Provided information:
impl Options {
    /// Parses and validates options from JSON.
    pub fn from_json(input: &str) -> Result<Self, OptionsError> {
        let options: Self = serde_json::from_str(input)?;
        options.validate()?;
        Ok(options)
    }

    /// Parses and validates options from RON.
    ///
    /// Optional values may be written bare (`wheel: true`) or wrapped
    /// (`wheel: Some(true)`). Hyphenated keys use raw identifiers, e.g.
    /// `r#double-tap: true`.
    pub fn from_ron(input: &str) -> Result<Self, OptionsError> {
        let options: Self = ron_options().from_str(input)?;
        options.validate()?;
        Ok(options)
    }

    /// Builds options from an already-decoded structured value.
    pub fn from_value(value: serde_json::Value) -> Result<Self, OptionsError> {
        let options: Self = serde_json::from_value(value)?;
        options.validate()?;
        Ok(options)
    }

    /// Builds options from `KEY=VALUE` pairs using wire key names.
    ///
    /// Each value is read as a JSON literal when it parses as one, otherwise
    /// as a plain string, so `wheel=true`, `minScale=0.5` and
    /// `listeners=mouse and touch` all work.
    pub fn from_overrides<I, S>(pairs: I) -> Result<Self, OptionsError>
    where
        I: IntoIterator<Item = S>,
        S: AsRef<str>,
    {
        let mut map = serde_json::Map::new();

        for pair in pairs {
            let pair = pair.as_ref();
            let Some((key, raw)) = pair.split_once('=') else {
                return Err(OptionsError::MalformedOverride(pair.to_owned()));
            };
            let key = key.trim();
            if key.is_empty() {
                return Err(OptionsError::MalformedOverride(pair.to_owned()));
            }

            let raw = raw.trim();
            let value = serde_json::from_str(raw)
                .unwrap_or_else(|_| serde_json::Value::String(raw.to_owned()));
            map.insert(key.to_owned(), value);
        }

        Self::from_value(serde_json::Value::Object(map))
    }

    pub fn to_json_pretty(&self) -> Result<String, OptionsError> {
        to_json_pretty(self)
    }

    pub fn to_ron_pretty(&self) -> Result<String, OptionsError> {
        to_ron_pretty(self)
    }

    /// Returns `true` when no option is set.
    pub fn is_empty(&self) -> bool {
        *self == Options::default()
    }

    /// Wire keys of the options that are set, in declaration order.
    pub fn set_keys(&self) -> Vec<&'static str> {
        let presence = [
            (keys::TRANSITION_DURATION, self.transition_duration.is_some()),
            (keys::DOUBLE_TAP, self.double_tap.is_some()),
            (keys::DOUBLE_TAP_SCALE, self.double_tap_scale.is_some()),
            (keys::AUTO_ZOOM_OUT, self.auto_zoom_out.is_some()),
            (keys::LIMIT_ZOOM, self.limit_zoom.is_some()),
            (keys::DISABLED, self.disabled.is_some()),
            (keys::ELEMENT, self.element.is_some()),
            (keys::DISABLE_PAN, self.disable_pan.is_some()),
            (keys::OVERFLOW, self.overflow.is_some()),
            (keys::DISABLE_ZOOM_CONTROL, self.disable_zoom_control.is_some()),
            (keys::ZOOM_CONTROL_SCALE, self.zoom_control_scale.is_some()),
            (keys::BACKGROUND_COLOR, self.background_color.is_some()),
            (keys::LIMIT_PAN, self.limit_pan.is_some()),
            (keys::MIN_SCALE, self.min_scale.is_some()),
            (keys::EVENT_HANDLER, self.event_handler.is_some()),
            (keys::LISTENERS, self.listeners.is_some()),
            (keys::WHEEL, self.wheel.is_some()),
            (keys::AUTO_HEIGHT, self.auto_height.is_some()),
            (keys::WHEEL_ZOOM_FACTOR, self.wheel_zoom_factor.is_some()),
            (keys::DRAGGABLE_IMAGE, self.draggable_image.is_some()),
        ];
        presence
            .into_iter()
            .filter_map(|(key, set)| set.then_some(key))
            .collect()
    }

    /// Layers `over` on top of `self`; each key set in `over` wins.
    pub fn layer(self, over: Options) -> Options {
        Options {
            transition_duration: over.transition_duration.or(self.transition_duration),
            double_tap: over.double_tap.or(self.double_tap),
            double_tap_scale: over.double_tap_scale.or(self.double_tap_scale),
            auto_zoom_out: over.auto_zoom_out.or(self.auto_zoom_out),
            limit_zoom: over.limit_zoom.or(self.limit_zoom),
            disabled: over.disabled.or(self.disabled),
            element: over.element.or(self.element),
            disable_pan: over.disable_pan.or(self.disable_pan),
            overflow: over.overflow.or(self.overflow),
            disable_zoom_control: over.disable_zoom_control.or(self.disable_zoom_control),
            zoom_control_scale: over.zoom_control_scale.or(self.zoom_control_scale),
            background_color: over.background_color.or(self.background_color),
            limit_pan: over.limit_pan.or(self.limit_pan),
            min_scale: over.min_scale.or(self.min_scale),
            event_handler: over.event_handler.or(self.event_handler),
            listeners: over.listeners.or(self.listeners),
            wheel: over.wheel.or(self.wheel),
            auto_height: over.auto_height.or(self.auto_height),
            wheel_zoom_factor: over.wheel_zoom_factor.or(self.wheel_zoom_factor),
            draggable_image: over.draggable_image.or(self.draggable_image),
        }
    }

    /// Whether `disabled` is truthy: present, non-zero and not NaN.
    pub fn is_disabled(&self) -> bool {
        self.disabled.is_some_and(|d| d != 0.0 && !d.is_nan())
    }
}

Task to carry out: All records shown above need to be written out again verbatim.

Answer below:
impl Options {
    /// Parses and validates options from JSON.
    pub fn from_json(input: &str) -> Result<Self, OptionsError> {
        let options: Self = serde_json::from_str(input)?;
        options.validate()?;
        Ok(options)
    }

    /// Parses and validates options from RON.
    ///
    /// Optional values may be written bare (`wheel: true`) or wrapped
    /// (`wheel: Some(true)`). Hyphenated keys use raw identifiers, e.g.
    /// `r#double-tap: true`.
    pub fn from_ron(input: &str) -> Result<Self, OptionsError> {
        let options: Self = ron_options().from_str(input)?;
        options.validate()?;
        Ok(options)
    }

    /// Builds options from an already-decoded structured value.
    pub fn from_value(value: serde_json::Value) -> Result<Self, OptionsError> {
        let options: Self = serde_json::from_value(value)?;
        options.validate()?;
        Ok(options)
    }

    /// Builds options from `KEY=VALUE` pairs using wire key names.
    ///
    /// Each value is read as a JSON literal when it parses as one, otherwise
    /// as a plain string, so `wheel=true`, `minScale=0.5` and
    /// `listeners=mouse and touch` all work.
    pub fn from_overrides<I, S>(pairs: I) -> Result<Self, OptionsError>
    where
        I: IntoIterator<Item = S>,
        S: AsRef<str>,
    {
        let mut map = serde_json::Map::new();

        for pair in pairs {
            let pair = pair.as_ref();
            let Some((key, raw)) = pair.split_once('=') else {
                return Err(OptionsError::MalformedOverride(pair.to_owned()));
            };
            let key = key.trim();
            if key.is_empty() {
                return Err(OptionsError::MalformedOverride(pair.to_owned()));
            }

            let raw = raw.trim();
            let value = serde_json::from_str(raw)
                .unwrap_or_else(|_| serde_json::Value::String(raw.to_owned()));
            map.insert(key.to_owned(), value);
        }

        Self::from_value(serde_json::Value::Object(map))
    }

    pub fn to_json_pretty(&self) -> Result<String, OptionsError> {
        to_json_pretty(self)
    }

    pub fn to_ron_pretty(&self) -> Result<String, OptionsError> {
        to_ron_pretty(self)
    }

    /// Returns `true` when no option is set.
    pub fn is_empty(&self) -> bool {
        *self == Options::default()
    }

    /// Wire keys of the options that are set, in declaration order.
    pub fn set_keys(&self) -> Vec<&'static str> {
        let presence = [
            (keys::TRANSITION_DURATION, self.transition_duration.is_some()),
            (keys::DOUBLE_TAP, self.double_tap.is_some()),
            (keys::DOUBLE_TAP_SCALE, self.double_tap_scale.is_some()),
            (keys::AUTO_ZOOM_OUT, self.auto_zoom_out.is_some()),
            (keys::LIMIT_ZOOM, self.limit_zoom.is_some()),
            (keys::DISABLED, self.disabled.is_some()),
            (keys::ELEMENT, self.element.is_some()),
            (keys::DISABLE_PAN, self.disable_pan.is_some()),
            (keys::OVERFLOW, self.overflow.is_some()),
            (keys::DISABLE_ZOOM_CONTROL, self.disable_zoom_control.is_some()),
            (keys::ZOOM_CONTROL_SCALE, self.zoom_control_scale.is_some()),
            (keys::BACKGROUND_COLOR, self.background_color.is_some()),
            (keys::LIMIT_PAN, self.limit_pan.is_some()),
            (keys::MIN_SCALE, self.min_scale.is_some()),
            (keys::EVENT_HANDLER, self.event_handler.is_some()),
            (keys::LISTENERS, self.listeners.is_some()),
            (keys::WHEEL, self.wheel.is_some()),
            (keys::AUTO_HEIGHT, self.auto_height.is_some()),
            (keys::WHEEL_ZOOM_FACTOR, self.wheel_zoom_factor.is_some()),
            (keys::DRAGGABLE_IMAGE, self.draggable_image.is_some()),
        ];
        presence
            .into_iter()
            .filter_map(|(key, set)| set.then_some(key))
            .collect()
    }

    /// Layers `over` on top of `self`; each key set in `over` wins.
    pub fn layer(self, over: Options) -> Options {
        Options {
            transition_duration: over.transition_duration.or(self.transition_duration),
            double_tap: over.double_tap.or(self.double_tap),
            double_tap_scale: over.double_tap_scale.or(self.double_tap_scale),
            auto_zoom_out: over.auto_zoom_out.or(self.auto_zoom_out),
            limit_zoom: over.limit_zoom.or(self.limit_zoom),
            disabled: over.disabled.or(self.disabled),
            element: over.element.or(self.element),
            disable_pan: over.disable_pan.or(self.disable_pan),
            overflow: over.overflow.or(self.overflow),
            disable_zoom_control: over.disable_zoom_control.or(self.disable_zoom_control),
            zoom_control_scale: over.zoom_control_scale.or(self.zoom_control_scale),
            background_color: over.background_color.or(self.background_color),
            limit_pan: over.limit_pan.or(self.limit_pan),
            min_scale: over.min_scale.or(self.min_scale),
            event_handler: over.event_handler.or(self.event_handler),
            listeners: over.listeners.or(self.listeners),
            wheel: over.wheel.or(self.wheel),
            auto_height: over.auto_height.or(self.auto_height),
            wheel_zoom_factor: over.wheel_zoom_factor.or(self.wheel_zoom_factor),
            draggable_image: over.draggable_image.or(self.draggable_image),
        }
    }

    /// Whether `disabled` is truthy: present, non-zero and not NaN.
    pub fn is_disabled(&self) -> bool {
        self.disabled.is_some_and(|d| d != 0.0 && !d.is_nan())
    }
}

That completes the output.